Abstract

This paper presents an adversarial learning-based approach to synthesize medical images for medical image tissue recognition. The performance of medical image recognition models highly depends on the representativeness and sufficiency of training samples. The high expense of collecting large amounts of practical medical images leads to a demand of synthesizing image samples. In this research, generative adversarial networks (GANs), which consist of a generative network and a discriminative network, are applied to develop a medical image synthesis model. Specifically, deep convolutional GANs (DCGANs), Wasserstein GANs (WGANs), and boundary equilibrium GANs (BEGANs) are implemented and compared to synthesize medical images in this research. Convolutional neural networks (CNNs) are applied in the GAN models, which can capture feature representations that describe a high level of image semantic information.
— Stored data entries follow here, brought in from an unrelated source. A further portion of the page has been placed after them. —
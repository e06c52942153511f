//! Constraint model carried by a retrieval request.
//!
//! An [`AuthContext`] describes who is asking, a [`SemanticContext`] describes
//! which topics and entities the answer may draw from. Both are plain data: the
//! compiler borrows them for the duration of one compilation and never keeps
//! them.

use crate::error::Error;
use serde::{Deserialize, Serialize};
use std::collections::BTreeSet;
use std::fmt;

/// Identity and group-membership claims for the current request.
#[derive(Debug, Clone, PartialEq, Eq, Serialize, Deserialize)]
pub struct AuthContext {
    /// Optional display name of the principal.
    #[serde(default, skip_serializing_if = "Option::is_none")]
    pub name: Option<String>,
    /// Identifier of the requesting principal.
    #[serde(default)]
    pub user_id: String,
    /// Groups, roles or entitlements held by the principal.
    #[serde(default)]
    pub user_auth: BTreeSet<String>,
}

impl AuthContext {
    /// Create a context for a principal with no group memberships.
    pub fn new(user_id: impl Into<String>) -> Self {
        Self {
            name: None,
            user_id: user_id.into(),
            user_auth: BTreeSet::new(),
        }
    }

    /// Add a group membership.
    pub fn with_group(mut self, group: impl Into<String>) -> Self {
        self.user_auth.insert(group.into());
        self
    }

    /// Add several group memberships.
    pub fn with_groups<I, S>(mut self, groups: I) -> Self
    where
        I: IntoIterator<Item = S>,
        S: Into<String>,
    {
        self.user_auth.extend(groups.into_iter().map(Into::into));
        self
    }

    /// Set the display name.
    pub fn with_name(mut self, name: impl Into<String>) -> Self {
        self.name = Some(name.into());
        self
    }

    /// Check whether the principal holds the given group.
    pub fn has_group(&self, group: &str) -> bool {
        self.user_auth.contains(group)
    }

    /// Check whether the context names neither a principal nor a group.
    pub fn is_empty(&self) -> bool {
        self.user_id.trim().is_empty() && self.user_auth.is_empty()
    }
}

/// Who is asking: either an authenticated principal or nobody at all.
///
/// A missing [`AuthContext`] is never replaced by a placeholder principal;
/// callers have to decide what anonymous access means.
#[derive(Debug, Clone, Copy, PartialEq, Eq)]
pub enum Identity<'a> {
    /// No authentication context was supplied.
    Anonymous,
    /// An authenticated principal.
    Authenticated(&'a AuthContext),
}

impl<'a> Identity<'a> {
    /// Build an identity from an optional context.
    ///
    /// A context with a blank `user_id` and no groups carries no claims and
    /// is anonymous. A blank `user_id` alongside groups stays authenticated
    /// so the compiler can reject it.
    pub fn from_context(context: Option<&'a AuthContext>) -> Self {
        match context {
            Some(ctx) if !ctx.is_empty() => Identity::Authenticated(ctx),
            _ => Identity::Anonymous,
        }
    }

    /// Principal identifier, if authenticated.
    pub fn principal(&self) -> Option<&'a str> {
        match self {
            Identity::Anonymous => None,
            Identity::Authenticated(ctx) => Some(ctx.user_id.as_str()),
        }
    }

    /// Check if no identity was supplied.
    pub fn is_anonymous(&self) -> bool {
        matches!(self, Identity::Anonymous)
    }
}

impl fmt::Display for Identity<'_> {
    fn fmt(&self, f: &mut fmt::Formatter<'_>) -> fmt::Result {
        match self {
            Identity::Anonymous => write!(f, "<anonymous>"),
            Identity::Authenticated(ctx) => write!(f, "{}", ctx.user_id),
        }
    }
}

/// Topic and entity allow/deny lists for the current request.
///
/// A label present in both an allow list and the matching deny list is
/// treated as denied.
#[derive(Debug, Clone, Default, PartialEq, Eq, Serialize, Deserialize)]
#[serde(from = "SemanticContextWire")]
pub struct SemanticContext {
    /// Topics the answer may draw from. Empty means unconstrained.
    #[serde(default, skip_serializing_if = "BTreeSet::is_empty")]
    pub allowed_topics: BTreeSet<String>,
    /// Topics that must never be retrieved.
    #[serde(default, skip_serializing_if = "BTreeSet::is_empty")]
    pub denied_topics: BTreeSet<String>,
    /// Entities the answer may draw from. Empty means unconstrained.
    #[serde(default, skip_serializing_if = "BTreeSet::is_empty")]
    pub allowed_entities: BTreeSet<String>,
    /// Entities that must never be retrieved.
    #[serde(default, skip_serializing_if = "BTreeSet::is_empty")]
    pub denied_entities: BTreeSet<String>,
}

impl SemanticContext {
    /// Create an empty (unconstrained) context.
    pub fn new() -> Self {
        Self::default()
    }

    /// Allow a topic.
    pub fn allow_topic(mut self, topic: impl Into<String>) -> Self {
        self.allowed_topics.insert(topic.into());
        self
    }

    /// Deny a topic.
    pub fn deny_topic(mut self, topic: impl Into<String>) -> Self {
        self.denied_topics.insert(topic.into());
        self
    }

    /// Allow an entity.
    pub fn allow_entity(mut self, entity: impl Into<String>) -> Self {
        self.allowed_entities.insert(entity.into());
        self
    }

    /// Deny an entity.
    pub fn deny_entity(mut self, entity: impl Into<String>) -> Self {
        self.denied_entities.insert(entity.into());
        self
    }

    /// True when all four lists are empty. Equivalent to no context at all.
    pub fn is_empty(&self) -> bool {
        self.allowed_topics.is_empty()
            && self.denied_topics.is_empty()
            && self.allowed_entities.is_empty()
            && self.denied_entities.is_empty()
    }

    /// Iterate over every label in every list.
    pub fn labels(&self) -> impl Iterator<Item = &str> {
        self.allowed_topics
            .iter()
            .chain(&self.denied_topics)
            .chain(&self.allowed_entities)
            .chain(&self.denied_entities)
            .map(String::as_str)
    }
}

/// Deny-only list as emitted by existing Pebblo clients.
#[derive(Debug, Default, Deserialize)]
struct DenyList {
    #[serde(default)]
    deny: Vec<String>,
}

/// Accepts both the flat form and the nested `pebblo_semantic_*` form.
#[derive(Debug, Default, Deserialize)]
struct SemanticContextWire {
    #[serde(default)]
    allowed_topics: BTreeSet<String>,
    #[serde(default)]
    denied_topics: BTreeSet<String>,
    #[serde(default)]
    allowed_entities: BTreeSet<String>,
    #[serde(default)]
    denied_entities: BTreeSet<String>,
    #[serde(default)]
    pebblo_semantic_topics: Option<DenyList>,
    #[serde(default)]
    pebblo_semantic_entities: Option<DenyList>,
}

impl From<SemanticContextWire> for SemanticContext {
    fn from(wire: SemanticContextWire) -> Self {
        let mut denied_topics = wire.denied_topics;
        if let Some(topics) = wire.pebblo_semantic_topics {
            denied_topics.extend(topics.deny);
        }
        let mut denied_entities = wire.denied_entities;
        if let Some(entities) = wire.pebblo_semantic_entities {
            denied_entities.extend(entities.deny);
        }
        Self {
            allowed_topics: wire.allowed_topics,
            denied_topics,
            allowed_entities: wire.allowed_entities,
            denied_entities,
        }
    }
}

/// A question together with the constraints it must be answered under.
#[derive(Debug, Clone, PartialEq, Eq, Serialize, Deserialize)]
pub struct RetrievalRequest {
    /// The user question used as the similarity query.
    #[serde(alias = "query")]
    pub question: String,
    /// Identity of the asker.
    #[serde(default, skip_serializing_if = "Option::is_none")]
    pub auth_context: Option<AuthContext>,
    /// Topic and entity restrictions.
    #[serde(default, skip_serializing_if = "Option::is_none")]
    pub semantic_context: Option<SemanticContext>,
}

impl RetrievalRequest {
    /// Create an unconstrained request.
    pub fn new(question: impl Into<String>) -> Self {
        Self {
            question: question.into(),
            auth_context: None,
            semantic_context: None,
        }
    }

    /// Attach an authentication context.
    pub fn with_auth(mut self, auth: AuthContext) -> Self {
        self.auth_context = Some(auth);
        self
    }

    /// Attach a semantic context.
    pub fn with_semantic(mut self, semantic: SemanticContext) -> Self {
        self.semantic_context = Some(semantic);
        self
    }

    /// Identity of the asker.
    pub fn identity(&self) -> Identity<'_> {
        Identity::from_context(self.auth_context.as_ref())
    }

    /// Decode a request from JSON.
    pub fn from_json(input: &str) -> Result<Self, Error> {
        let request: Self = serde_json::from_str(input)?;
        if request.question.trim().is_empty() {
            return Err(Error::InvalidRequest("question must not be empty".into()));
        }
        Ok(request)
    }

    /// Encode the request as JSON.
    pub fn to_json(&self) -> Result<String, Error> {
        serde_json::to_string(self).map_err(|e| Error::Serialization(e.to_string()))
    }
}

#[cfg(test)]
mod tests {
    use super::*;

    #[test]
    fn test_auth_context_groups_are_unique() {
        let ctx = AuthContext::new("alice")
            .with_group("team-a")
            .with_groups(["team-b", "team-a"]);
        assert_eq!(ctx.user_auth.len(), 2);
        assert!(ctx.has_group("team-b"));
    }

    #[test]
    fn test_identity_from_context() {
        let ctx = AuthContext::new("alice");
        assert_eq!(Identity::from_context(Some(&ctx)).principal(), Some("alice"));
        assert!(Identity::from_context(None).is_anonymous());
        assert_eq!(Identity::Anonymous.to_string(), "<anonymous>");
    }

    #[test]
    fn test_empty_auth_context_is_anonymous() {
        let empty: AuthContext = serde_json::from_str("{}").unwrap();
        assert!(empty.is_empty());
        assert!(Identity::from_context(Some(&empty)).is_anonymous());
        assert!(Identity::from_context(Some(&AuthContext::new("  "))).is_anonymous());

        let groups_only = AuthContext::new("").with_group("team-a");
        assert!(!groups_only.is_empty());
        assert!(!Identity::from_context(Some(&groups_only)).is_anonymous());
    }

    #[test]
    fn test_semantic_context_empty() {
        assert!(SemanticContext::new().is_empty());
        assert!(!SemanticContext::new().deny_topic("finance").is_empty());
    }

    #[test]
    fn test_semantic_context_nested_deny_form() {
        let json = r#"{
            "pebblo_semantic_topics": {"deny": ["harmful-advice"]},
            "pebblo_semantic_entities": {"deny": ["credit-card-number", "ssn"]}
        }"#;
        let ctx: SemanticContext = serde_json::from_str(json).unwrap();
        assert!(ctx.denied_topics.contains("harmful-advice"));
        assert_eq!(ctx.denied_entities.len(), 2);
        assert!(ctx.allowed_topics.is_empty());
    }

    #[test]
    fn test_semantic_context_flat_and_nested_merge() {
        let json = r#"{
            "denied_topics": ["finance"],
            "pebblo_semantic_topics": {"deny": ["legal"]}
        }"#;
        let ctx: SemanticContext = serde_json::from_str(json).unwrap();
        let denied: Vec<_> = ctx.denied_topics.iter().map(String::as_str).collect();
        assert_eq!(denied, vec!["finance", "legal"]);
    }

    #[test]
    fn test_request_from_json() {
        let json = r#"{
            "question": "What is our travel policy?",
            "auth_context": {"user_id": "alice", "user_auth": ["team-a"]},
            "semantic_context": {"denied_topics": ["finance"]}
        }"#;
        let request = RetrievalRequest::from_json(json).unwrap();
        assert_eq!(request.identity().principal(), Some("alice"));
        assert!(request
            .semantic_context
            .as_ref()
            .unwrap()
            .denied_topics
            .contains("finance"));
    }

    #[test]
    fn test_request_accepts_query_alias() {
        let request = RetrievalRequest::from_json(r#"{"query": "hello"}"#).unwrap();
        assert_eq!(request.question, "hello");
        assert!(request.identity().is_anonymous());
    }

    #[test]
    fn test_request_with_empty_auth_context() {
        let request =
            RetrievalRequest::from_json(r#"{"question": "q", "auth_context": {}}"#).unwrap();
        assert!(request.auth_context.is_some());
        assert!(request.identity().is_anonymous());
    }

    #[test]
    fn test_request_rejects_blank_question() {
        let err = RetrievalRequest::from_json(r#"{"question": "  "}"#).unwrap_err();
        assert!(matches!(err, Error::InvalidRequest(_)));
    }

    #[test]
    fn test_request_rejects_malformed_json() {
        let err = RetrievalRequest::from_json("{").unwrap_err();
        assert!(matches!(err, Error::Deserialization(_)));
    }
}
//! Abstract clause construction.
//!
//! Turns an identity and a semantic context into a backend-independent
//! [`ConstraintExpr`]. Nothing here knows about native field names or
//! operator support; that is the job of lowering.

use crate::error::{EnforcementError, EnforcementResult};
use ragshield_proto::{AuthContext, ConstraintExpr, FilterExpr, Identity, MetadataField, SemanticContext};
use serde::{Deserialize, Serialize};
use std::collections::BTreeSet;

/// What to do when a request carries no authentication context.
#[derive(Debug, Clone, Copy, Default, PartialEq, Eq, Serialize, Deserialize)]
#[serde(rename_all = "snake_case")]
pub enum MissingIdentityPolicy {
    /// Retrieve nothing.
    #[default]
    DenyAll,
    /// Apply no identity restriction. Semantic restrictions still apply; with
    /// no semantic context either, retrieval is unrestricted.
    Skip,
}

/// Non-fatal findings about a constraint.
#[derive(Debug, Clone, PartialEq, Eq)]
pub enum ConstraintWarning {
    /// Every allowed label of a dimension is also denied, so nothing can match.
    UnsatisfiableAllowList {
        /// Dimension concerned.
        field: MetadataField,
        /// Allowed labels, all of them overridden by the deny list.
        labels: Vec<String>,
    },
    /// Some allowed labels were dropped because they are also denied.
    OverriddenAllow {
        /// Dimension concerned.
        field: MetadataField,
        /// Labels removed from the allow list.
        labels: Vec<String>,
    },
    /// No identity was supplied and the policy denies anonymous access.
    AnonymousDenied,
}

impl std::fmt::Display for ConstraintWarning {
    fn fmt(&self, f: &mut std::fmt::Formatter<'_>) -> std::fmt::Result {
        match self {
            ConstraintWarning::UnsatisfiableAllowList { field, labels } => write!(
                f,
                "every allowed {} is denied ({}); nothing can match",
                field,
                labels.join(", ")
            ),
            ConstraintWarning::OverriddenAllow { field, labels } => write!(
                f,
                "allowed {} labels also denied: {}",
                field,
                labels.join(", ")
            ),
            ConstraintWarning::AnonymousDenied => {
                write!(f, "no authentication context; anonymous access denied")
            }
        }
    }
}

/// Abstract constraint plus the warnings raised while building it.
#[derive(Debug, Clone, PartialEq, Eq)]
pub struct ConstraintClauses {
    /// Simplified constraint tree.
    pub expr: ConstraintExpr,
    /// Non-fatal findings.
    pub warnings: Vec<ConstraintWarning>,
}

/// Build the abstract constraint for a request.
pub fn build_clauses(
    identity: Identity<'_>,
    semantic: Option<&SemanticContext>,
    policy: MissingIdentityPolicy,
) -> EnforcementResult<ConstraintClauses> {
    let semantic = semantic.filter(|ctx| !ctx.is_empty());
    if let Some(ctx) = semantic {
        validate_semantic(ctx)?;
    }

    let mut warnings = Vec::new();
    let identity_clause = match identity {
        Identity::Authenticated(auth) => identity_clause(auth)?,
        Identity::Anonymous => match policy {
            MissingIdentityPolicy::DenyAll => {
                return Ok(ConstraintClauses {
                    expr: FilterExpr::False,
                    warnings: vec![ConstraintWarning::AnonymousDenied],
                });
            }
            MissingIdentityPolicy::Skip => FilterExpr::True,
        },
    };

    let mut clauses = vec![identity_clause];
    if let Some(ctx) = semantic {
        clauses.extend(dimension_clauses(
            MetadataField::Topic,
            &ctx.allowed_topics,
            &ctx.denied_topics,
            &mut warnings,
        ));
        clauses.extend(dimension_clauses(
            MetadataField::Entity,
            &ctx.allowed_entities,
            &ctx.denied_entities,
            &mut warnings,
        ));
    }

    Ok(ConstraintClauses {
        expr: FilterExpr::and(clauses).simplify(),
        warnings,
    })
}

/// `principal == user_id OR group IN user_auth`.
fn identity_clause(auth: &AuthContext) -> EnforcementResult<ConstraintExpr> {
    if auth.user_id.trim().is_empty() {
        return Err(EnforcementError::InvalidConstraint(
            "auth context has an empty user_id".into(),
        ));
    }
    if auth.user_auth.iter().any(|g| g.trim().is_empty()) {
        return Err(EnforcementError::InvalidConstraint(format!(
            "auth context for {} contains an empty group",
            auth.user_id
        )));
    }

    let principal = FilterExpr::eq(MetadataField::Principal, auth.user_id.clone());
    if auth.user_auth.is_empty() {
        return Ok(principal);
    }
    Ok(FilterExpr::or(vec![
        principal,
        FilterExpr::in_values(MetadataField::Group, auth.user_auth.iter().cloned()),
    ]))
}

/// Deny clause first, then the allow clause; deny always wins.
fn dimension_clauses(
    field: MetadataField,
    allowed: &BTreeSet<String>,
    denied: &BTreeSet<String>,
    warnings: &mut Vec<ConstraintWarning>,
) -> Vec<ConstraintExpr> {
    let mut clauses = Vec::with_capacity(2);

    if !denied.is_empty() {
        clauses.push(FilterExpr::negate(FilterExpr::in_values(
            field,
            denied.iter().cloned(),
        )));
    }

    if !allowed.is_empty() {
        let (overridden, remaining): (Vec<&String>, Vec<&String>) =
            allowed.iter().partition(|label| denied.contains(*label));

        if remaining.is_empty() {
            warnings.push(ConstraintWarning::UnsatisfiableAllowList {
                field,
                labels: overridden.into_iter().cloned().collect(),
            });
            clauses.push(FilterExpr::False);
        } else {
            if !overridden.is_empty() {
                warnings.push(ConstraintWarning::OverriddenAllow {
                    field,
                    labels: overridden.into_iter().cloned().collect(),
                });
            }
            clauses.push(FilterExpr::in_values(field, remaining.into_iter().cloned()));
        }
    }

    clauses
}

fn validate_semantic(ctx: &SemanticContext) -> EnforcementResult<()> {
    if ctx.labels().any(|label| label.trim().is_empty()) {
        return Err(EnforcementError::InvalidConstraint(
            "semantic context contains an empty label".into(),
        ));
    }
    Ok(())
}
Then synthetic images are generated by employing the generative network mapping from random noise. The effectiveness of the generative network is validated by a discriminative network, which is trained to detect the synthetic images from real images. Through a minimax two-player game, the generative and discriminative networks can train each other. The generated synthetic images are used to train a CNN classification model for tissue recognition. Through the experiments with the synthetic images, the tissue recognition accuracy achieves 98.83%, which reveals the effectiveness and applicability of synthesizing medical images through the GAN models.